* What to produce
Give the count of lines in the data that include the string "Ordering", with no added remarks.

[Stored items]
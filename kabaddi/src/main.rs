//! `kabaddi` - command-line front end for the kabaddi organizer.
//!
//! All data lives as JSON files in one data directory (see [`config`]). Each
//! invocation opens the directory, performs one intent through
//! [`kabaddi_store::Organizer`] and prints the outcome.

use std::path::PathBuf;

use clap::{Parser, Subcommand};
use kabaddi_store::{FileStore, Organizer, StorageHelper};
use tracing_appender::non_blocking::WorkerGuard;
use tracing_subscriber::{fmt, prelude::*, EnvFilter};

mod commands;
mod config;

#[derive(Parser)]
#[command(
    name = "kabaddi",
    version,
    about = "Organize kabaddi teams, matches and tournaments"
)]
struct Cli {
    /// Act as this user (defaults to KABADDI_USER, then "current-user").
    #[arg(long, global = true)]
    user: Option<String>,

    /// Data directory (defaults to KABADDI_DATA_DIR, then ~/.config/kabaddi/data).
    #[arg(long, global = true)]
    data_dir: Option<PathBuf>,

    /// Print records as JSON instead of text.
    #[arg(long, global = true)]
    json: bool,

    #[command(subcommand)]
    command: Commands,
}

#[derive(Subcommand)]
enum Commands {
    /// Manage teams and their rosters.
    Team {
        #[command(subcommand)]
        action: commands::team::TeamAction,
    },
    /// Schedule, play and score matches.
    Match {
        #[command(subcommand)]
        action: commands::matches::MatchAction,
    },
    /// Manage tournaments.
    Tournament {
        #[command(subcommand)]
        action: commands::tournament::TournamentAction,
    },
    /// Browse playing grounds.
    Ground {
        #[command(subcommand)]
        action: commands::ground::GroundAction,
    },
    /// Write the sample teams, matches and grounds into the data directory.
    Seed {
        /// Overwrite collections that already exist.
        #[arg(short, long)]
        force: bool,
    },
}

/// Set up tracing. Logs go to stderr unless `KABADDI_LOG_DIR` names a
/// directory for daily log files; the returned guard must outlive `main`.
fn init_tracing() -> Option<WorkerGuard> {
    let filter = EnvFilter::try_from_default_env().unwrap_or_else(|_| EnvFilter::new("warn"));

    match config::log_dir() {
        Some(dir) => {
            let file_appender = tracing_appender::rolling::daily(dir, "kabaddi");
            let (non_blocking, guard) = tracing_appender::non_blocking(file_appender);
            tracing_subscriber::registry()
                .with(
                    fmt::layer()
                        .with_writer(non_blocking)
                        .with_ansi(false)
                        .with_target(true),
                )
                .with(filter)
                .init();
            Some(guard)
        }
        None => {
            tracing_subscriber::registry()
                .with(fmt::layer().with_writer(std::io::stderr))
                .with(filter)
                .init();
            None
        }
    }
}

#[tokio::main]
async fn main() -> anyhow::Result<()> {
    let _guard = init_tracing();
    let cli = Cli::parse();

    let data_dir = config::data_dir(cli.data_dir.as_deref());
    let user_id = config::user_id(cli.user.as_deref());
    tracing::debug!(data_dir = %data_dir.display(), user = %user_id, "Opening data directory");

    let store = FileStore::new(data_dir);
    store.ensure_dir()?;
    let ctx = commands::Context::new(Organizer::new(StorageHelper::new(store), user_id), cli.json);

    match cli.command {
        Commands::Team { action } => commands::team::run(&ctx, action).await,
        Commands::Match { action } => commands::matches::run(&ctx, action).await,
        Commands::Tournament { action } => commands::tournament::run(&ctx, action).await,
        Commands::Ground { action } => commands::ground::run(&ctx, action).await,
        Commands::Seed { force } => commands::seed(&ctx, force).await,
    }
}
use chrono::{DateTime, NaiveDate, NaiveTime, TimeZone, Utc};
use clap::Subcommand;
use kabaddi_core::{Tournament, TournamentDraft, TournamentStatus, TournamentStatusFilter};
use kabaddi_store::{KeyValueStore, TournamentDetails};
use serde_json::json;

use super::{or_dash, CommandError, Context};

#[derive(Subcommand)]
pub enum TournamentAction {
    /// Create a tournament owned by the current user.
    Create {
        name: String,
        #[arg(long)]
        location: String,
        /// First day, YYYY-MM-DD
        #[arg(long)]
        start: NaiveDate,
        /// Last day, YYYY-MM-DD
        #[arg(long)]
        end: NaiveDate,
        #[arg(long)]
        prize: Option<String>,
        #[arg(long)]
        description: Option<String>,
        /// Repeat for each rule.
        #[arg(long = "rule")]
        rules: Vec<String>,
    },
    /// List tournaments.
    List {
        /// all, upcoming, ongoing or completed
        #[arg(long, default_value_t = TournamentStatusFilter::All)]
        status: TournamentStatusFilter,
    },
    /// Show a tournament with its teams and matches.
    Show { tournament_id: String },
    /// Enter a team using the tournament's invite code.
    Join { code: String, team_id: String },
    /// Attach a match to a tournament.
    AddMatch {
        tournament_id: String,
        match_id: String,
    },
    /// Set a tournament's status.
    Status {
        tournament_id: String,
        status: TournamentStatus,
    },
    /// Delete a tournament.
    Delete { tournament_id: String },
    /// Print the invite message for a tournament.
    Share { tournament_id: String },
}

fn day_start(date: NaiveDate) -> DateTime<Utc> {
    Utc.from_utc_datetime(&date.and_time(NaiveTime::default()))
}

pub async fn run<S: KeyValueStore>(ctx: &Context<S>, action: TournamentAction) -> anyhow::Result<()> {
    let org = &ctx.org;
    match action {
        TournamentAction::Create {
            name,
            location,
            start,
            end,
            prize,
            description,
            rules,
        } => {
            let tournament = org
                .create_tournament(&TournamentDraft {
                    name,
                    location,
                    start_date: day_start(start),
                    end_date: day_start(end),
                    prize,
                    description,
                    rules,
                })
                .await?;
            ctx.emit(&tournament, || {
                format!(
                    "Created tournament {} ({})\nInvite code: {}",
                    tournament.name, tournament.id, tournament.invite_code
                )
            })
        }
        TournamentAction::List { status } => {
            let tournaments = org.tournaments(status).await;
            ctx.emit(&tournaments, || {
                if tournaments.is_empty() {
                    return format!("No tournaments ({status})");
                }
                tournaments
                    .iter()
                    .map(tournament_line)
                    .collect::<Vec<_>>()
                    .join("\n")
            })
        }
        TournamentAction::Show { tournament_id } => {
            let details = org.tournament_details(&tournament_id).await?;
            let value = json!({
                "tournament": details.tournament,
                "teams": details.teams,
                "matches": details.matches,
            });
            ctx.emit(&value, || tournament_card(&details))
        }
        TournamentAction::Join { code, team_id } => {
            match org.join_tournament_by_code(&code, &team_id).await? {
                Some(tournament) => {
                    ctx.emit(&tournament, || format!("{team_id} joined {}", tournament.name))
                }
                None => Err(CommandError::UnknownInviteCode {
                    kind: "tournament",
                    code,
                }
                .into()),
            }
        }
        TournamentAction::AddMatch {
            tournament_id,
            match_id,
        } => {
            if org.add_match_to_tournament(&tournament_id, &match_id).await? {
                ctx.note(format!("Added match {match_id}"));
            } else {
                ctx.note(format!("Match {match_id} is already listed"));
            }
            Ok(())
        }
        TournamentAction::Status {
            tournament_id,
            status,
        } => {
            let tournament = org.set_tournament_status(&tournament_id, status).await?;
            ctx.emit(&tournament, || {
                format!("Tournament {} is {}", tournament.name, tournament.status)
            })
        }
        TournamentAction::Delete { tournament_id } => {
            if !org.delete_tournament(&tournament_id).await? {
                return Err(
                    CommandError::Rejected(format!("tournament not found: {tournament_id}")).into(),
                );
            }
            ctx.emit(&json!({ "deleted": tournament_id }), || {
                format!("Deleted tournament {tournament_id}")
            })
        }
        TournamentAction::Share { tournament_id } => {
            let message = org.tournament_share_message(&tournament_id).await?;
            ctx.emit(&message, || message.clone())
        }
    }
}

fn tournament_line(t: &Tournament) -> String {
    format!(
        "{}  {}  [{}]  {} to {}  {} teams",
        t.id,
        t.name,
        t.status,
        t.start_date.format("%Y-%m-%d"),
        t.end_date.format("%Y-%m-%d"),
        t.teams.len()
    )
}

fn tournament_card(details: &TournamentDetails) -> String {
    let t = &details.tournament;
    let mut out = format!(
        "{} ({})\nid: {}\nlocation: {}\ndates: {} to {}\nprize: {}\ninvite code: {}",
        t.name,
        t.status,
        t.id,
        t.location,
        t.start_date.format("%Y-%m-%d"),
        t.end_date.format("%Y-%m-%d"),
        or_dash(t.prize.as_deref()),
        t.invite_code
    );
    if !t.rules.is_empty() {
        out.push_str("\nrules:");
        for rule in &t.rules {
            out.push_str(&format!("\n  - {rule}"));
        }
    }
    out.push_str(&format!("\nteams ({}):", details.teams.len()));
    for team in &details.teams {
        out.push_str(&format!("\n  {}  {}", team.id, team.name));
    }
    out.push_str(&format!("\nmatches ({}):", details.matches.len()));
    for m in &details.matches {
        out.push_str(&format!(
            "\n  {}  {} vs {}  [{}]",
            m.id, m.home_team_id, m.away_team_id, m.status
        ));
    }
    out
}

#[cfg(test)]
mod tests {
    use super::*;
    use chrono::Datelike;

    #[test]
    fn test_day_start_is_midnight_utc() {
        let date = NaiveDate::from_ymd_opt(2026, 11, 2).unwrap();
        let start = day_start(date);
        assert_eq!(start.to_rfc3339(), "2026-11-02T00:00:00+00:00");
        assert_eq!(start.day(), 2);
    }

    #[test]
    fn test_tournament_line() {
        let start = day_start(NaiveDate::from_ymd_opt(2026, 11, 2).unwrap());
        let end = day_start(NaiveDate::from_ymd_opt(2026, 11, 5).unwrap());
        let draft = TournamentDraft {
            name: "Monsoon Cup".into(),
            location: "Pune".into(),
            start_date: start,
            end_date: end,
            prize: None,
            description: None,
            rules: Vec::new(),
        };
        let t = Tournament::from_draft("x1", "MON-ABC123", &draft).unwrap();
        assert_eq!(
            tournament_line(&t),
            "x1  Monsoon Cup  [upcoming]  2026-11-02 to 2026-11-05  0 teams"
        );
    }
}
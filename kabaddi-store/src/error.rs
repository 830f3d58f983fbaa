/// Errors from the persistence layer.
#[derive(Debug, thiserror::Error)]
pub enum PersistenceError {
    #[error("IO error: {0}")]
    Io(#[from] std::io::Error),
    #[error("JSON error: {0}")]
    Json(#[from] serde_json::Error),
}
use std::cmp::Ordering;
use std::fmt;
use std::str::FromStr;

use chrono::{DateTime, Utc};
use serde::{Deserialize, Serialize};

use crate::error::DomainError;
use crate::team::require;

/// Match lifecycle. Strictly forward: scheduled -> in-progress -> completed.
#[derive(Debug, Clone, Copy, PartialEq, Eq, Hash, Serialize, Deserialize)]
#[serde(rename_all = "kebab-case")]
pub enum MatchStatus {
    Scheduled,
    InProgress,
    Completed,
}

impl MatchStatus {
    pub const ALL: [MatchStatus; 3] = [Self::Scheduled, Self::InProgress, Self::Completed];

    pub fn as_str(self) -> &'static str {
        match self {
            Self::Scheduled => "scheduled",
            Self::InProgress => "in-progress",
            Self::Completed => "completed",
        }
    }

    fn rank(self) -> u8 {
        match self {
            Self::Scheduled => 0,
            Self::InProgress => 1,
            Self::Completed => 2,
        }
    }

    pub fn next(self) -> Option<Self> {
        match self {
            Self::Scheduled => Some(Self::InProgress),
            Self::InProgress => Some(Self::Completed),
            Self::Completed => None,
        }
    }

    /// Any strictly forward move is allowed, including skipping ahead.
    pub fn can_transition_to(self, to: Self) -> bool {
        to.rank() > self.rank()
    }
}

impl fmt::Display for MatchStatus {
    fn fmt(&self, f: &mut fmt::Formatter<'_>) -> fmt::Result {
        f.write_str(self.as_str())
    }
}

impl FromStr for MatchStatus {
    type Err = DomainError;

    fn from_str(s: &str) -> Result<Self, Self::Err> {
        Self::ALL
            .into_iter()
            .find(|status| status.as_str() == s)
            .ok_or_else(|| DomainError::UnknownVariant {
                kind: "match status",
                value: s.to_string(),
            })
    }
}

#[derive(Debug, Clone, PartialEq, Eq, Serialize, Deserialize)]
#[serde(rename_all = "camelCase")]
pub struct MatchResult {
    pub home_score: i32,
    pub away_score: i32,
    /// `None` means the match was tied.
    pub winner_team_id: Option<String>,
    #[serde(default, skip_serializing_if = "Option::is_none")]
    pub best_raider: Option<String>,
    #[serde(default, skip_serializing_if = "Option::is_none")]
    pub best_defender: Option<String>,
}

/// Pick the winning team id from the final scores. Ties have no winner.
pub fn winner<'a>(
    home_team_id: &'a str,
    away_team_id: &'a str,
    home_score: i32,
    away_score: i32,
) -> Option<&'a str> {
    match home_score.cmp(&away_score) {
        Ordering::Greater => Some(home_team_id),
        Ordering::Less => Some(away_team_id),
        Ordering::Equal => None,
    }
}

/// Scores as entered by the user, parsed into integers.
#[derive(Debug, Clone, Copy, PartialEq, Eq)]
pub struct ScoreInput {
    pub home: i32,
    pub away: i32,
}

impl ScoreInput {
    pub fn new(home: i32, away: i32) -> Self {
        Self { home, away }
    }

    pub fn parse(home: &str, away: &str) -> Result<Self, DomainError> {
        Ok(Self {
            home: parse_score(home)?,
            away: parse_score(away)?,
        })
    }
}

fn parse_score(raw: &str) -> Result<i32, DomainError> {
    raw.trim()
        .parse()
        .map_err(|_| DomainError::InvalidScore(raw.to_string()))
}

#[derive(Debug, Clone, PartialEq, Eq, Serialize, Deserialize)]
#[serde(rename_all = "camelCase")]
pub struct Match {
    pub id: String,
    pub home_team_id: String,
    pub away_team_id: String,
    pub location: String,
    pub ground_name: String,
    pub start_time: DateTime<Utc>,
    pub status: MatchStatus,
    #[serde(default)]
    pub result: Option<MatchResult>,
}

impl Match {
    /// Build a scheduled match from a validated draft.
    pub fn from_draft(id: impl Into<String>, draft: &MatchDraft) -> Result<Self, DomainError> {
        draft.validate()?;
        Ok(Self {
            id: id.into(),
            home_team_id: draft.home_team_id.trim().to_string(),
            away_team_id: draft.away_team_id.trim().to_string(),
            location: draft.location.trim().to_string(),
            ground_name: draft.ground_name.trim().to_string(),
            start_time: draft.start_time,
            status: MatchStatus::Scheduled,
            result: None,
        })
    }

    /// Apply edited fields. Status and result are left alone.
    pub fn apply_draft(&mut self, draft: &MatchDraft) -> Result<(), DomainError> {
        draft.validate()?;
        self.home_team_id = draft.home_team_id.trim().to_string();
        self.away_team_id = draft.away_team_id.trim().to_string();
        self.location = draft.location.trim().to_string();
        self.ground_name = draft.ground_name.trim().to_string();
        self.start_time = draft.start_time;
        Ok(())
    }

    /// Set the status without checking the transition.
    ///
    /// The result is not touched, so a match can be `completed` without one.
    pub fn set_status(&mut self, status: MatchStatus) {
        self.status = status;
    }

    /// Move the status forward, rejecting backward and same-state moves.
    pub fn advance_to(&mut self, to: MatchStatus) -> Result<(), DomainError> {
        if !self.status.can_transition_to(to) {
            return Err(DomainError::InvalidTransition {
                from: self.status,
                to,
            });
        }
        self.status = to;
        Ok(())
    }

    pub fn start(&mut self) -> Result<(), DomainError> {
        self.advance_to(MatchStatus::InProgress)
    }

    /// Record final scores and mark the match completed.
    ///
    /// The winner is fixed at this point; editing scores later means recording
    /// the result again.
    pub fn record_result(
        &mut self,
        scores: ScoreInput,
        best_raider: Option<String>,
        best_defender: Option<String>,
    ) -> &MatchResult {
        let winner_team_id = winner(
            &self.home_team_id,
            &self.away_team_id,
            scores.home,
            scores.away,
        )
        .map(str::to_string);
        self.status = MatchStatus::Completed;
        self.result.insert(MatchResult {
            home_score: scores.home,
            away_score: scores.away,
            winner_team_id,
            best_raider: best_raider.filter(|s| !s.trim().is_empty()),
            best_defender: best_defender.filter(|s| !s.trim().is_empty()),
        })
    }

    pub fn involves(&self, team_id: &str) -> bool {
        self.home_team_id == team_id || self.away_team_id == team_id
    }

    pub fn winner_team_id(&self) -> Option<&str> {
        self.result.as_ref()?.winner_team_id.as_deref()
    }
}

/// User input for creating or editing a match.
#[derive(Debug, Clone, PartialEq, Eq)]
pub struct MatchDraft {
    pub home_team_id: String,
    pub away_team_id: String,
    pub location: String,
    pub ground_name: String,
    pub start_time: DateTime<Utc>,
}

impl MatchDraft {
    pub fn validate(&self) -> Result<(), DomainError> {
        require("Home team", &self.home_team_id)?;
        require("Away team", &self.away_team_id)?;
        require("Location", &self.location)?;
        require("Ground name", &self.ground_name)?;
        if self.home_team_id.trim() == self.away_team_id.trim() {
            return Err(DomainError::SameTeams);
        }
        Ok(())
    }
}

* Response
4